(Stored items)
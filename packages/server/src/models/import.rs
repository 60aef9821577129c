use std::collections::HashSet;
use std::sync::LazyLock;

use chrono::{DateTime, Utc};
use regex::Regex;
use serde::{Deserialize, Serialize};

use crate::entity::import_record::ImportStatus;
use crate::entity::{company, failed_company, import_record};
use crate::error::AppError;
use crate::utils::phone::is_valid_contact_phone;

use super::shared::normalize_optional;

/// Unified social credit code: 18 characters, no I, O, S, V or Z.
static CREDIT_CODE_RE: LazyLock<Regex> =
    LazyLock::new(|| Regex::new(r"^[0-9A-HJ-NPQRTUWXY]{18}$").expect("valid regex"));

pub const MAX_IMPORT_ROWS: usize = 5000;
pub const MAX_COMPANY_NAME_CHARS: usize = 200;

/// One row of a company import as submitted by the client.
#[derive(Debug, Clone, Default, Deserialize, Serialize, utoipa::ToSchema)]
pub struct CompanyRow {
    #[serde(default)]
    pub name: Option<String>,
    #[serde(default, alias = "creditCode")]
    pub credit_code: Option<String>,
    #[serde(default, alias = "contactPerson")]
    pub contact_person: Option<String>,
    #[serde(default, alias = "contactPhone")]
    pub contact_phone: Option<String>,
    #[serde(default)]
    pub address: Option<String>,
    #[serde(default)]
    pub category: Option<String>,
}

/// A row that passed field validation, trimmed and normalised.
#[derive(Debug, Clone, PartialEq, Eq)]
pub struct ValidCompany {
    pub name: String,
    pub credit_code: Option<String>,
    pub contact_person: Option<String>,
    pub contact_phone: Option<String>,
    pub address: Option<String>,
    pub category: Option<String>,
}

/// Check a single row in isolation. The error is the failure reason stored
/// with the row.
pub fn validate_company_row(row: &CompanyRow) -> Result<ValidCompany, String> {
    let name = normalize_optional(row.name.clone()).ok_or("公司名称不能为空")?;
    if name.chars().count() > MAX_COMPANY_NAME_CHARS {
        return Err(format!("公司名称超过{MAX_COMPANY_NAME_CHARS}个字符"));
    }

    let credit_code = normalize_optional(row.credit_code.clone()).map(|c| c.to_uppercase());
    if let Some(ref code) = credit_code
        && !CREDIT_CODE_RE.is_match(code)
    {
        return Err(format!("统一社会信用代码格式错误: {code}"));
    }

    let contact_phone = normalize_optional(row.contact_phone.clone());
    if let Some(ref phone) = contact_phone
        && !is_valid_contact_phone(phone)
    {
        return Err(format!("联系电话格式错误: {phone}"));
    }

    Ok(ValidCompany {
        name,
        credit_code,
        contact_person: normalize_optional(row.contact_person.clone()),
        contact_phone,
        address: normalize_optional(row.address.clone()),
        category: normalize_optional(row.category.clone()),
    })
}

#[derive(Deserialize, utoipa::ToSchema)]
pub struct ImportCompaniesRequest {
    pub file_name: Option<String>,
    pub companies: Vec<CompanyRow>,
}

pub fn validate_import_request(req: &ImportCompaniesRequest) -> Result<(), AppError> {
    if req.companies.is_empty() {
        return Err(AppError::Validation("companies must not be empty".into()));
    }
    if req.companies.len() > MAX_IMPORT_ROWS {
        return Err(AppError::Validation(format!(
            "Too many companies: max {MAX_IMPORT_ROWS} per import"
        )));
    }
    Ok(())
}

#[derive(Debug, Clone, Serialize, utoipa::ToSchema)]
pub struct RowFailure {
    /// 1-based position in the submitted list.
    pub row_number: i32,
    pub company_name: Option<String>,
    pub reason: String,
}

#[derive(Serialize, utoipa::ToSchema)]
pub struct ImportSummary {
    pub import_id: i32,
    pub batch_id: String,
    pub total_rows: i32,
    pub success_count: i32,
    pub failed_count: i32,
    pub status: ImportStatus,
    pub failures: Vec<RowFailure>,
}

/// Names and credit codes already stored, used to reject re-imports.
#[derive(Debug, Default)]
pub struct ExistingKeys {
    pub names: HashSet<String>,
    pub credit_codes: HashSet<String>,
}

#[derive(Debug, Default)]
pub struct Partition {
    /// `(row_number, company)` for rows to insert.
    pub valid: Vec<(i32, ValidCompany)>,
    pub failures: Vec<RowFailure>,
}

/// Split a batch into insertable rows and failures. A row fails on invalid
/// fields, on a name or credit code already stored, or on one seen earlier
/// in the same batch.
pub fn partition_rows(rows: &[CompanyRow], existing: &ExistingKeys) -> Partition {
    let mut out = Partition::default();
    let mut seen_names = HashSet::new();
    let mut seen_codes = HashSet::new();

    for (idx, row) in rows.iter().enumerate() {
        let row_number = idx as i32 + 1;
        let fail = |reason: String| RowFailure {
            row_number,
            company_name: normalize_optional(row.name.clone()),
            reason,
        };

        let company = match validate_company_row(row) {
            Ok(c) => c,
            Err(reason) => {
                out.failures.push(fail(reason));
                continue;
            }
        };

        let reason = if existing.names.contains(&company.name) {
            Some("公司名称已存在".to_string())
        } else if company
            .credit_code
            .as_ref()
            .is_some_and(|c| existing.credit_codes.contains(c))
        {
            Some("统一社会信用代码已存在".to_string())
        } else if !seen_names.insert(company.name.clone()) {
            Some("公司名称在本批次中重复".to_string())
        } else if company
            .credit_code
            .as_ref()
            .is_some_and(|c| !seen_codes.insert(c.clone()))
        {
            Some("统一社会信用代码在本批次中重复".to_string())
        } else {
            None
        };

        match reason {
            Some(reason) => out.failures.push(fail(reason)),
            None => out.valid.push((row_number, company)),
        }
    }
    out
}

#[derive(Deserialize, utoipa::IntoParams)]
#[into_params(parameter_in = Query)]
pub struct HistoryQuery {
    pub page: Option<u64>,
    pub limit: Option<u64>,
    pub status: Option<ImportStatus>,
}

#[derive(Serialize, utoipa::ToSchema)]
pub struct ImportRecordResponse {
    pub id: i32,
    pub batch_id: String,
    pub file_name: Option<String>,
    pub total_rows: i32,
    pub success_count: i32,
    pub failed_count: i32,
    pub status: ImportStatus,
    pub created_at: DateTime<Utc>,
}

impl From<import_record::Model> for ImportRecordResponse {
    fn from(m: import_record::Model) -> Self {
        Self {
            id: m.id,
            batch_id: m.batch_id,
            file_name: m.file_name,
            total_rows: m.total_rows,
            success_count: m.success_count,
            failed_count: m.failed_count,
            status: m.status,
            created_at: m.created_at,
        }
    }
}

#[derive(Serialize, utoipa::ToSchema)]
pub struct FailedCompanyResponse {
    pub id: i32,
    pub row_number: i32,
    pub company_name: Option<String>,
    pub reason: String,
    #[schema(value_type = Object)]
    pub raw_data: serde_json::Value,
}

impl From<failed_company::Model> for FailedCompanyResponse {
    fn from(m: failed_company::Model) -> Self {
        Self {
            id: m.id,
            row_number: m.row_number,
            company_name: m.company_name,
            reason: m.reason,
            raw_data: m.raw_data,
        }
    }
}

#[derive(Serialize, utoipa::ToSchema)]
pub struct ImportDetailResponse {
    #[serde(flatten)]
    pub record: ImportRecordResponse,
    pub failures: Vec<FailedCompanyResponse>,
}

#[derive(Deserialize, utoipa::IntoParams)]
#[into_params(parameter_in = Query)]
pub struct CompanyListQuery {
    pub page: Option<u64>,
    pub limit: Option<u64>,
    /// Matches name, credit code or contact person.
    pub search: Option<String>,
    pub category: Option<String>,
}

#[derive(Serialize, utoipa::ToSchema)]
pub struct CompanyResponse {
    pub id: i32,
    pub name: String,
    pub credit_code: Option<String>,
    pub contact_person: Option<String>,
    pub contact_phone: Option<String>,
    pub address: Option<String>,
    pub category: Option<String>,
    pub import_id: Option<i32>,
    pub created_at: DateTime<Utc>,
}

impl From<company::Model> for CompanyResponse {
    fn from(m: company::Model) -> Self {
        Self {
            id: m.id,
            name: m.name,
            credit_code: m.credit_code,
            contact_person: m.contact_person,
            contact_phone: m.contact_phone,
            address: m.address,
            category: m.category,
            import_id: m.import_id,
            created_at: m.created_at,
        }
    }
}
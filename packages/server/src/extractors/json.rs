use axum::{
    Json,
    extract::{
        FromRequest, FromRequestParts, Query, Request,
        rejection::{JsonRejection, QueryRejection},
    },
    http::request::Parts,
};
use serde::de::DeserializeOwned;

use crate::error::AppError;

/// A `Json<T>` wrapper that converts deserialization errors into `AppError::Validation`,
/// so clients always receive the structured error envelope.
pub struct AppJson<T>(pub T);

impl<S, T> FromRequest<S> for AppJson<T>
where
    Json<T>: FromRequest<S, Rejection = JsonRejection>,
    T: DeserializeOwned,
    S: Send + Sync,
{
    type Rejection = AppError;

    async fn from_request(req: Request, state: &S) -> Result<Self, Self::Rejection> {
        let Json(value) = Json::<T>::from_request(req, state)
            .await
            .map_err(|e| AppError::Validation(e.body_text()))?;
        Ok(AppJson(value))
    }
}

/// `Query<T>` counterpart of [`AppJson`].
pub struct AppQuery<T>(pub T);

impl<S, T> FromRequestParts<S> for AppQuery<T>
where
    T: DeserializeOwned,
    S: Send + Sync,
{
    type Rejection = AppError;

    async fn from_request_parts(parts: &mut Parts, state: &S) -> Result<Self, Self::Rejection> {
        let Query(value) = Query::<T>::from_request_parts(parts, state)
            .await
            .map_err(|e: QueryRejection| AppError::Validation(e.body_text()))?;
        Ok(AppQuery(value))
    }
}
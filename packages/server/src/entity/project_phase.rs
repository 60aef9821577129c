use sea_orm::entity::prelude::*;
use serde::{Deserialize, Serialize};

#[sea_orm::model]
#[derive(Clone, Debug, PartialEq, Eq, DeriveEntityModel, Serialize, Deserialize)]
#[sea_orm(table_name = "project_phase")]
pub struct Model {
    #[sea_orm(primary_key)]
    pub id: i32,

    pub project_id: i32,
    #[sea_orm(belongs_to, from = "project_id", to = "id")]
    pub project: HasOne<super::project::Entity>,

    pub name: String,
    #[sea_orm(column_type = "Text", nullable)]
    pub description: Option<String>,
    #[sea_orm(default_value = 0)]
    pub sort_order: i32,

    #[sea_orm(has_many)]
    pub modules: HasMany<super::feature_module::Entity>,

    pub created_at: DateTimeUtc,
    pub updated_at: DateTimeUtc,
}

impl ActiveModelBehavior for ActiveModel {}
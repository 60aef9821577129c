use crate::common::{TestApp, routes};
use serde_json::json;

/// project -> phase -> module -> two items. Returns (project, phase, module, items).
async fn seeded_tree(app: &TestApp) -> (i32, i32, i32, [i32; 2]) {
    let project = app.create_project("ERP rollout").await;

    let phase = app
        .post(&routes::project_phases(project), &json!({ "name": "Phase 1" }))
        .await;
    assert_eq!(phase.status, 201, "{}", phase.text);
    let phase = phase.id();

    let module = app
        .post(&routes::phase_modules(phase), &json!({ "name": "Purchasing" }))
        .await;
    assert_eq!(module.status, 201, "{}", module.text);
    let module = module.id();

    let mut items = [0; 2];
    for (i, name) in ["Supplier form", "Approval flow"].into_iter().enumerate() {
        let item = app
            .post(&routes::module_items(module), &json!({ "name": name }))
            .await;
        assert_eq!(item.status, 201, "{}", item.text);
        items[i] = item.id();
    }

    (project, phase, module, items)
}

#[tokio::test]
async fn reads_are_public_and_mutations_are_not() {
    let app = TestApp::spawn().await;

    assert_eq!(app.get(routes::PROJECTS).await.status, 200);
    let res = app.post(routes::PROJECTS, &json!({ "name": "Nope" })).await;
    assert_eq!(res.status, 401);
}

#[tokio::test]
async fn new_items_start_pending_at_zero() {
    let app = TestApp::spawn().await;
    app.login().await;
    let (project, _, _, _) = seeded_tree(&app).await;

    let res = app.get(&routes::project(project)).await;
    assert_eq!(res.status, 200);
    assert_eq!(res.data()["progress"], 0);
    let items = &res.data()["phases"][0]["modules"][0]["items"];
    assert_eq!(items[0]["status"], "pending");
    assert_eq!(items[0]["progress"], 0);
}

#[tokio::test]
async fn progress_rolls_up_through_every_level() {
    let app = TestApp::spawn().await;
    app.login().await;
    let (project, _, _, items) = seeded_tree(&app).await;

    let res = app
        .patch(&routes::item_status(items[0]), &json!({ "status": "completed" }))
        .await;
    assert_eq!(res.status, 200, "{}", res.text);
    assert_eq!(res.data()["progress"], 100);

    let res = app
        .patch(
            &routes::item_status(items[1]),
            &json!({ "status": "in_progress", "progress": 50 }),
        )
        .await;
    assert_eq!(res.data()["progress"], 50);

    let detail = app.get(&routes::project(project)).await;
    let phase = &detail.data()["phases"][0];
    assert_eq!(phase["modules"][0]["progress"], 75);
    assert_eq!(phase["progress"], 75);
    assert_eq!(detail.data()["progress"], 75);

    let list = app.get(routes::PROJECTS).await;
    assert_eq!(list.data()[0]["progress"], 75);
    assert_eq!(list.data()[0]["phase_count"], 1);
}

#[tokio::test]
async fn pending_status_resets_progress() {
    let app = TestApp::spawn().await;
    app.login().await;
    let (_, _, _, items) = seeded_tree(&app).await;

    app.patch(
        &routes::item_status(items[0]),
        &json!({ "status": "in_progress", "progress": 40 }),
    )
    .await;
    let res = app
        .patch(
            &routes::item_status(items[0]),
            &json!({ "status": "pending", "progress": 40 }),
        )
        .await;
    assert_eq!(res.data()["status"], "pending");
    assert_eq!(res.data()["progress"], 0);
}

#[tokio::test]
async fn out_of_range_progress_is_rejected() {
    let app = TestApp::spawn().await;
    app.login().await;
    let (_, _, _, items) = seeded_tree(&app).await;

    let res = app
        .patch(
            &routes::item_status(items[0]),
            &json!({ "status": "in_progress", "progress": 101 }),
        )
        .await;
    assert_eq!(res.status, 400);

    let res = app
        .patch(&routes::item_status(items[0]), &json!({ "status": "done" }))
        .await;
    assert_eq!(res.status, 400);
}

#[tokio::test]
async fn update_renames_each_level() {
    let app = TestApp::spawn().await;
    app.login().await;
    let (project, phase, module, items) = seeded_tree(&app).await;

    assert_eq!(
        app.put(&routes::project(project), &json!({ "owner": "王工" })).await.status,
        200
    );
    assert_eq!(
        app.put(&routes::phase(phase), &json!({ "name": "Phase A" })).await.status,
        200
    );
    assert_eq!(
        app.put(&routes::module(module), &json!({ "name": "Buying" })).await.status,
        200
    );
    assert_eq!(
        app.put(&routes::item(items[0]), &json!({ "assignee": "李工" })).await.status,
        200
    );

    let detail = app.get(&routes::project(project)).await;
    assert_eq!(detail.data()["owner"], "王工");
    let phase = &detail.data()["phases"][0];
    assert_eq!(phase["name"], "Phase A");
    assert_eq!(phase["modules"][0]["name"], "Buying");
    assert_eq!(phase["modules"][0]["items"][0]["assignee"], "李工");
}

#[tokio::test]
async fn deleting_a_project_removes_its_tree() {
    let app = TestApp::spawn().await;
    app.login().await;
    let (project, phase, module, items) = seeded_tree(&app).await;

    assert_eq!(app.delete(&routes::project(project)).await.status, 200);
    assert_eq!(app.get(&routes::project(project)).await.status, 404);
    assert_eq!(app.delete(&routes::phase(phase)).await.status, 404);
    assert_eq!(app.delete(&routes::module(module)).await.status, 404);
    assert_eq!(app.delete(&routes::item(items[0])).await.status, 404);
}

#[tokio::test]
async fn deleting_a_module_updates_the_rollup() {
    let app = TestApp::spawn().await;
    app.login().await;
    let (project, phase, module, items) = seeded_tree(&app).await;

    app.patch(&routes::item_status(items[0]), &json!({ "status": "completed" }))
        .await;
    let other = app
        .post(&routes::phase_modules(phase), &json!({ "name": "Empty module" }))
        .await
        .id();

    let detail = app.get(&routes::project(project)).await;
    assert_eq!(detail.data()["progress"], 25);

    assert_eq!(app.delete(&routes::module(module)).await.status, 200);
    let detail = app.get(&routes::project(project)).await;
    assert_eq!(detail.data()["progress"], 0);
    assert_eq!(detail.data()["phases"][0]["modules"][0]["id"], other);
}
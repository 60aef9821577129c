use serde::{Deserialize, Deserializer, Serialize};

use crate::error::AppError;

pub const DEFAULT_PAGE_SIZE: u64 = 20;
pub const MAX_PAGE_SIZE: u64 = 100;
/// Highest page number honoured; larger requests are served as this page.
pub const MAX_PAGE: u64 = 1_000_000;

/// Success envelope shared by every endpoint.
#[derive(Serialize, utoipa::ToSchema)]
pub struct ApiResponse<T> {
    #[schema(example = true)]
    pub success: bool,
    #[serde(skip_serializing_if = "Option::is_none")]
    pub data: Option<T>,
    #[serde(skip_serializing_if = "Option::is_none")]
    pub message: Option<String>,
}

impl<T> ApiResponse<T> {
    pub fn ok(data: T) -> Self {
        Self {
            success: true,
            data: Some(data),
            message: None,
        }
    }

    pub fn with_message(data: T, message: impl Into<String>) -> Self {
        Self {
            success: true,
            data: Some(data),
            message: Some(message.into()),
        }
    }
}

/// Body for endpoints that only report an outcome.
#[derive(Serialize, utoipa::ToSchema)]
pub struct MessageBody {
    #[schema(example = true)]
    pub success: bool,
    #[schema(example = "Deleted")]
    pub message: String,
}

impl MessageBody {
    pub fn new(message: impl Into<String>) -> Self {
        Self {
            success: true,
            message: message.into(),
        }
    }
}

/// Pagination metadata included in list responses.
#[derive(Debug, Serialize, utoipa::ToSchema, PartialEq, Eq)]
#[serde(rename_all = "camelCase")]
pub struct Pagination {
    /// Current page number (1-based).
    #[schema(example = 1)]
    pub page: u64,
    /// Number of items per page.
    #[schema(example = 20)]
    pub limit: u64,
    /// Total number of matching items across all pages.
    #[schema(example = 47)]
    pub total: u64,
    #[schema(example = 3)]
    pub total_pages: u64,
    /// Whether rows exist past this page.
    #[schema(example = true)]
    pub has_more: bool,
}

impl Pagination {
    pub fn new(page: u64, limit: u64, total: u64) -> Self {
        let offset = page.saturating_sub(1).saturating_mul(limit);
        Self {
            page,
            limit,
            total,
            total_pages: total.div_ceil(limit.max(1)),
            has_more: offset.saturating_add(limit) < total,
        }
    }
}

/// A page of rows together with its metadata.
#[derive(Serialize, utoipa::ToSchema)]
pub struct Paginated<T> {
    pub items: Vec<T>,
    pub pagination: Pagination,
}

/// Resolve optional `page`/`limit` query values into `(page, limit, offset)`.
pub fn resolve_page(page: Option<u64>, limit: Option<u64>) -> (u64, u64, u64) {
    let page = page.unwrap_or(1).clamp(1, MAX_PAGE);
    let limit = limit.unwrap_or(DEFAULT_PAGE_SIZE).clamp(1, MAX_PAGE_SIZE);
    (page, limit, (page - 1) * limit)
}

/// Escape LIKE wildcard characters in a search string.
pub fn escape_like(s: &str) -> String {
    s.replace('\\', "\\\\")
        .replace('%', "\\%")
        .replace('_', "\\_")
}

/// Serde helper for nullable fields in update requests.
///
/// * JSON field absent  => `None`          (don't update)
/// * JSON field = null  => `Some(None)`    (set to NULL)
/// * JSON field = value => `Some(Some(v))` (set to value)
pub fn double_option<'de, D, T>(deserializer: D) -> Result<Option<Option<T>>, D::Error>
where
    D: Deserializer<'de>,
    T: Deserialize<'de>,
{
    Ok(Some(Option::deserialize(deserializer)?))
}

/// Validate a required, trimmed name of at most `max` characters.
pub fn validate_name(field: &str, value: &str, max: usize) -> Result<(), AppError> {
    let value = value.trim();
    if value.is_empty() {
        return Err(AppError::Validation(format!("{field} is required")));
    }
    if value.chars().count() > max {
        return Err(AppError::Validation(format!(
            "{field} must be at most {max} characters"
        )));
    }
    Ok(())
}

/// Validate a percentage-like value.
pub fn validate_percent(field: &str, value: i32) -> Result<(), AppError> {
    if !(0..=100).contains(&value) {
        return Err(AppError::Validation(format!("{field} must be 0-100")));
    }
    Ok(())
}

/// Trim an optional string, turning blank input into `None`.
pub fn normalize_optional(value: Option<String>) -> Option<String> {
    value
        .map(|v| v.trim().to_string())
        .filter(|v| !v.is_empty())
}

▶ Exercise prompt: Tally how many lines of the records hold the word "clamp". Answer with the number only.

▶ Expected answer: 2